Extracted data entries
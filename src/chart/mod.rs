//! Charts are rendered to standalone SVG documents.
//!
//! Rendering is pure: every function takes computed data and returns the document text. What
//! happens to the document afterwards is up to a [ChartSink], the binary writes each one into a
//! directory with [DirectorySink].
mod plots;
pub mod svg;

use std::fs;
use std::path::{Path, PathBuf};

use anyhow::{Context, Result};
use log::info;

pub use plots::{render_return_risk_over_time, render_risk_return, render_weight_allocation};

pub const RISK_RETURN: &str = "risk_return";
pub const WEIGHT_ALLOCATION: &str = "weight_allocation";
pub const RETURN_RISK_OVER_TIME: &str = "return_risk_over_time";

/// Receives finished charts.
pub trait ChartSink {
    fn show(&mut self, name: &str, svg: String) -> Result<()>;
}

/// Writes each chart to `<dir>/<name>.svg`, creating the directory on first use.
pub struct DirectorySink {
    dir: PathBuf,
}

impl DirectorySink {
    pub fn new(dir: impl Into<PathBuf>) -> Self {
        Self { dir: dir.into() }
    }

    pub fn path_for(&self, name: &str) -> PathBuf {
        self.dir.join(format!("{name}.svg"))
    }

    pub fn dir(&self) -> &Path {
        &self.dir
    }
}

impl ChartSink for DirectorySink {
    fn show(&mut self, name: &str, svg: String) -> Result<()> {
        fs::create_dir_all(&self.dir)
            .with_context(|| format!("could not create {}", self.dir.display()))?;
        let path = self.path_for(name);
        fs::write(&path, svg).with_context(|| format!("could not write {}", path.display()))?;
        info!("Rendered {name} to {}", path.display());
        Ok(())
    }
}

/// Keeps charts in memory in the order they were shown.
#[derive(Debug, Default)]
pub struct MemorySink {
    pub charts: Vec<(String, String)>,
}

impl MemorySink {
    pub fn new() -> Self {
        Self { charts: Vec::new() }
    }

    pub fn names(&self) -> Vec<&str> {
        self.charts.iter().map(|(name, _)| name.as_str()).collect()
    }

    pub fn get(&self, name: &str) -> Option<&str> {
        self.charts
            .iter()
            .find(|(chart_name, _)| chart_name == name)
            .map(|(_, svg)| svg.as_str())
    }
}

impl ChartSink for MemorySink {
    fn show(&mut self, name: &str, svg: String) -> Result<()> {
        self.charts.push((name.to_string(), svg));
        Ok(())
    }
}
use std::env;
use std::path::Path;

use tiree::app::{run, RunOutcome};
use tiree::chart::DirectorySink;
use tiree::config::Config;
use tiree::source::yahoo::YahooSource;

fn main() -> anyhow::Result<()> {
    env_logger::init();
    let args: Vec<String> = env::args().collect();

    let config = match args.get(1) {
        Some(path) => Config::from_path(Path::new(path))?,
        None => Config::default(),
    };

    let source = YahooSource::new(config.source_url.clone())?;
    let mut sink = DirectorySink::new(config.output_dir.clone());
    if let RunOutcome::Rendered { .. } = run(&config, &source, &mut sink)? {
        println!("Charts written to {}", sink.dir().display());
    }
    Ok(())
}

What is needed
Retype all of the entries shown above, exactly.

Final answer
filename src/chart/mod.rs
//! Charts are rendered to standalone SVG documents.
//!
//! Rendering is pure: every function takes computed data and returns the document text. What
//! happens to the document afterwards is up to a [ChartSink], the binary writes each one into a
//! directory with [DirectorySink].
mod plots;
pub mod svg;

use std::fs;
use std::path::{Path, PathBuf};

use anyhow::{Context, Result};
use log::info;

pub use plots::{render_return_risk_over_time, render_risk_return, render_weight_allocation};

pub const RISK_RETURN: &str = "risk_return";
pub const WEIGHT_ALLOCATION: &str = "weight_allocation";
pub const RETURN_RISK_OVER_TIME: &str = "return_risk_over_time";

/// Receives finished charts.
pub trait ChartSink {
    fn show(&mut self, name: &str, svg: String) -> Result<()>;
}

/// Writes each chart to `<dir>/<name>.svg`, creating the directory on first use.
pub struct DirectorySink {
    dir: PathBuf,
}

impl DirectorySink {
    pub fn new(dir: impl Into<PathBuf>) -> Self {
        Self { dir: dir.into() }
    }

    pub fn path_for(&self, name: &str) -> PathBuf {
        self.dir.join(format!("{name}.svg"))
    }

    pub fn dir(&self) -> &Path {
        &self.dir
    }
}

impl ChartSink for DirectorySink {
    fn show(&mut self, name: &str, svg: String) -> Result<()> {
        fs::create_dir_all(&self.dir)
            .with_context(|| format!("could not create {}", self.dir.display()))?;
        let path = self.path_for(name);
        fs::write(&path, svg).with_context(|| format!("could not write {}", path.display()))?;
        info!("Rendered {name} to {}", path.display());
        Ok(())
    }
}

/// Keeps charts in memory in the order they were shown.
#[derive(Debug, Default)]
pub struct MemorySink {
    pub charts: Vec<(String, String)>,
}

impl MemorySink {
    pub fn new() -> Self {
        Self { charts: Vec::new() }
    }

    pub fn names(&self) -> Vec<&str> {
        self.charts.iter().map(|(name, _)| name.as_str()).collect()
    }

    pub fn get(&self, name: &str) -> Option<&str> {
        self.charts
            .iter()
            .find(|(chart_name, _)| chart_name == name)
            .map(|(_, svg)| svg.as_str())
    }
}

impl ChartSink for MemorySink {
    fn show(&mut self, name: &str, svg: String) -> Result<()> {
        self.charts.push((name.to_string(), svg));
        Ok(())
    }
}
use std::env;
use std::path::Path;

use tiree::app::{run, RunOutcome};
use tiree::chart::DirectorySink;
use tiree::config::Config;
use tiree::source::yahoo::YahooSource;

fn main() -> anyhow::Result<()> {
    env_logger::init();
    let args: Vec<String> = env::args().collect();

    let config = match args.get(1) {
        Some(path) => Config::from_path(Path::new(path))?,
        None => Config::default(),
    };

    let source = YahooSource::new(config.source_url.clone())?;
    let mut sink = DirectorySink::new(config.output_dir.clone());
    if let RunOutcome::Rendered { .. } = run(&config, &source, &mut sink)? {
        println!("Charts written to {}", sink.dir().display());
    }
    Ok(())
}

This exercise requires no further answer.